Wednesday, May 21, 2014

Happy Birthday to Mary Anning!

Today is the 215th birthday of Mary Anning!  In case you didn't know, Mary Anning was one of the most important early fossil hunters in history.  Starting when she was just a child, she was responsible for the discovery of several important species.  She lived in Southern England and used to do all her hunting along the Jurassic fossil beds known as the Lyme Regis formation.

Mary Anning discovered well known species like the pterosaur, Dimorphodon, and the first known plesiosaur and ichthyosaurs to science!

Ichthyosaurus, a famous prehistoric reptile discovered by Mary Anning back in the 1800s.

Sunday, May 11, 2014

Stenopterygius: Prehistoric Animal of the Week

Happy Mother's Day to all you moms out there!  This week, in honor of mothers everywhere, we will be looking at a prehistoric reptile who's motherhood was preserved in fossilized form forever. (aw)  Check out Stenopterygius

Stenopterygius was a marine reptile belonging to the same order as Ichthyosaurus.  It measured about ten feet long from snout to tail and would have lived in oceans covering what is now Europe during the Early Jurassic period, about 180 million years ago.  The genus name, Stenopterygius, translates to "Narrow Wing". (or in this case, flipper)  There have been several species assigned to this genus. 

Stenopterygius quadriscissus life reconstruction by Christopher DiPiazza.
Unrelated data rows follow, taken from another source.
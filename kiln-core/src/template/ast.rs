use serde_json::Value;

/// A compiled template body.
#[derive(Debug, Clone, Default)]
pub struct Program {
    pub nodes: Vec<Node>,
}

#[derive(Debug, Clone)]
pub enum Node {
    /// Literal template text, written as-is.
    Text(String),
    /// `<?= expr ?>`, written with XML escaping.
    Echo(Expr),
    /// Expression evaluated for its side effects (e.g. `print(x)`).
    Expr(Expr),
    Let {
        name: String,
        value: Expr,
    },
    Assign {
        name: String,
        value: Expr,
        pos: usize,
    },
    If {
        branches: Vec<(Expr, Vec<Node>)>,
        otherwise: Option<Vec<Node>>,
    },
    For {
        first: String,
        second: Option<String>,
        iterable: Expr,
        body: Vec<Node>,
    },
    Include {
        path: Expr,
        env: Option<Expr>,
        pos: usize,
    },
}

#[derive(Debug, Clone)]
pub struct Expr {
    pub kind: ExprKind,
    /// Byte offset in the template source.
    pub pos: usize,
}

#[derive(Debug, Clone)]
pub enum ExprKind {
    Literal(Value),
    Ident(String),
    Array(Vec<Expr>),
    Object(Vec<(String, Expr)>),
    Member(Box<Expr>, String),
    Index(Box<Expr>, Box<Expr>),
    Call(String, Vec<Expr>),
    Unary(UnaryOp, Box<Expr>),
    Binary(BinaryOp, Box<Expr>, Box<Expr>),
    Cond(Box<Expr>, Box<Expr>, Box<Expr>),
}

#[derive(Debug, Clone, Copy, PartialEq, Eq)]
pub enum UnaryOp {
    Not,
    Neg,
}

#[derive(Debug, Clone, Copy, PartialEq, Eq)]
pub enum BinaryOp {
    Add,
    Sub,
    Mul,
    Div,
    Rem,
    Eq,
    Ne,
    Lt,
    Le,
    Gt,
    Ge,
    And,
    Or,
}

impl BinaryOp {
    pub fn symbol(self) -> &'static str {
        match self {
            BinaryOp::Add => "+",
            BinaryOp::Sub => "-",
            BinaryOp::Mul => "*",
            BinaryOp::Div => "/",
            BinaryOp::Rem => "%",
            BinaryOp::Eq => "==",
            BinaryOp::Ne => "!=",
            BinaryOp::Lt => "<",
            BinaryOp::Le => "<=",
            BinaryOp::Gt => ">",
            BinaryOp::Ge => ">=",
            BinaryOp::And => "&&",
            BinaryOp::Or => "||",
        }
    }
}

impl Expr {
    pub fn new(kind: ExprKind, pos: usize) -> Self {
        Self { kind, pos }
    }
}
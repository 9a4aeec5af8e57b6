//! Front matter key/value parsing.
//!
//! A front matter block is a sequence of `key: value` entries. A value runs
//! until the next line that starts with a key, so values may span lines:
//!
//! ```text
//! title: Hello
//! tags: ["a", "b"]
//! summary: A longer text
//!   continued here
//! ```

use std::sync::LazyLock;

use regex::Regex;
use serde_json::{Map, Number, Value};
use thiserror::Error;

use crate::template::parse_literal;

pub type FrontMatter = Map<String, Value>;

static KEY: LazyLock<Regex> =
    LazyLock::new(|| Regex::new(r"(?m)^([A-Za-z0-9_.\-$]+):").expect("valid key regex"));

#[derive(Debug, Error)]
pub enum FrontMatterError {
    #[error("invalid front matter value for key {key}: {message}")]
    Syntax { key: String, message: String },
}

/// Parse the text between the `---` delimiters of a page header.
pub fn parse_front_matter(source: &str) -> Result<FrontMatter, FrontMatterError> {
    let mut fm = FrontMatter::new();
    let keys: Vec<_> = KEY.captures_iter(source).collect();

    for (i, caps) in keys.iter().enumerate() {
        let (Some(whole), Some(key)) = (caps.get(0), caps.get(1)) else {
            continue;
        };
        let end = match keys.get(i + 1).and_then(|next| next.get(0)) {
            Some(next) => next.start(),
            None => source.len(),
        };
        let raw = source[whole.end()..end].trim();
        fm.insert(key.as_str().to_string(), interpret(key.as_str(), raw)?);
    }

    Ok(fm)
}

fn interpret(key: &str, raw: &str) -> Result<Value, FrontMatterError> {
    if raw.starts_with(['"', '\'', '[', '{']) {
        return parse_literal(raw).map_err(|err| FrontMatterError::Syntax {
            key: key.to_string(),
            message: err.message,
        });
    }
    Ok(parse_number(raw).unwrap_or_else(|| Value::String(raw.to_string())))
}

fn parse_number(raw: &str) -> Option<Value> {
    if raw.is_empty() {
        return None;
    }
    if let Ok(i) = raw.parse::<i64>() {
        return Some(Value::from(i));
    }
    let f = raw.parse::<f64>().ok().filter(|f| f.is_finite())?;
    Number::from_f64(f).map(Value::Number)
}

#[cfg(test)]
mod tests {
    use super::*;
    use serde_json::json;

    #[test]
    fn test_simple_values() {
        let fm = parse_front_matter("title: Hello\ncount: 3").unwrap();
        assert_eq!(Value::Object(fm), json!({"title": "Hello", "count": 3}));
    }

    #[test]
    fn test_empty_input() {
        assert!(parse_front_matter("").unwrap().is_empty());
    }

    #[test]
    fn test_structured_values() {
        let fm = parse_front_matter(
            "tags: ['a', \"b\",]\nauthor: { name: 'Ann', age: 40 }\nquote: 'hi'",
        )
        .unwrap();
        assert_eq!(fm["tags"], json!(["a", "b"]));
        assert_eq!(fm["author"], json!({"name": "Ann", "age": 40}));
        assert_eq!(fm["quote"], json!("hi"));
    }

    #[test]
    fn test_multiline_and_empty_values() {
        let fm = parse_front_matter("summary: one\n  two\nlayout:\ndraft: yes").unwrap();
        assert_eq!(fm["summary"], json!("one\n  two"));
        assert_eq!(fm["layout"], json!(""));
        assert_eq!(fm["draft"], json!("yes"));
    }

    #[test]
    fn test_numbers() {
        let fm = parse_front_matter("a: 1.5\nb: -2\nc: 1e3\nd: 12abc\ne: inf").unwrap();
        assert_eq!(fm["a"], json!(1.5));
        assert_eq!(fm["b"], json!(-2));
        assert_eq!(fm["c"], json!(1000.0));
        assert_eq!(fm["d"], json!("12abc"));
        assert_eq!(fm["e"], json!("inf"));
    }

    #[test]
    fn test_later_duplicate_wins() {
        let fm = parse_front_matter("title: one\ntitle: two").unwrap();
        assert_eq!(fm["title"], json!("two"));
    }

    #[test]
    fn test_key_characters() {
        let fm = parse_front_matter("og.title: x\n$ref-id_2: y").unwrap();
        assert_eq!(fm["og.title"], json!("x"));
        assert_eq!(fm["$ref-id_2"], json!("y"));
    }

    #[test]
    fn test_invalid_structured_value_names_key() {
        let err = parse_front_matter("title: ok\ntags: [1, 2").unwrap_err();
        let FrontMatterError::Syntax { key, .. } = &err;
        assert_eq!(key, "tags");
        assert!(err.to_string().contains("tags"));
    }

    #[test]
    fn test_code_is_not_evaluated() {
        assert!(parse_front_matter("x: [process.exit(1)]").is_err());
    }
}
Like all ichthyosaurs, Stenopterygius was a reptile, but had evolved a body shape very similar to that of a fish for a marine lifestyle.  Instead of feet and claws, it had flippers, dorsal fin, and tail fluke.  Its eyes were large and it sported a narrow, almost beak-like mouth filled with many sharp teeth for snagging prey.  Stenopterygius and Ichthyosaurus were actually very similar in appearance but can be told apart by Stenopterygius' proportionally smaller head and shorter snout.

Fossilized skeleton of a mother Stenopterygius with young.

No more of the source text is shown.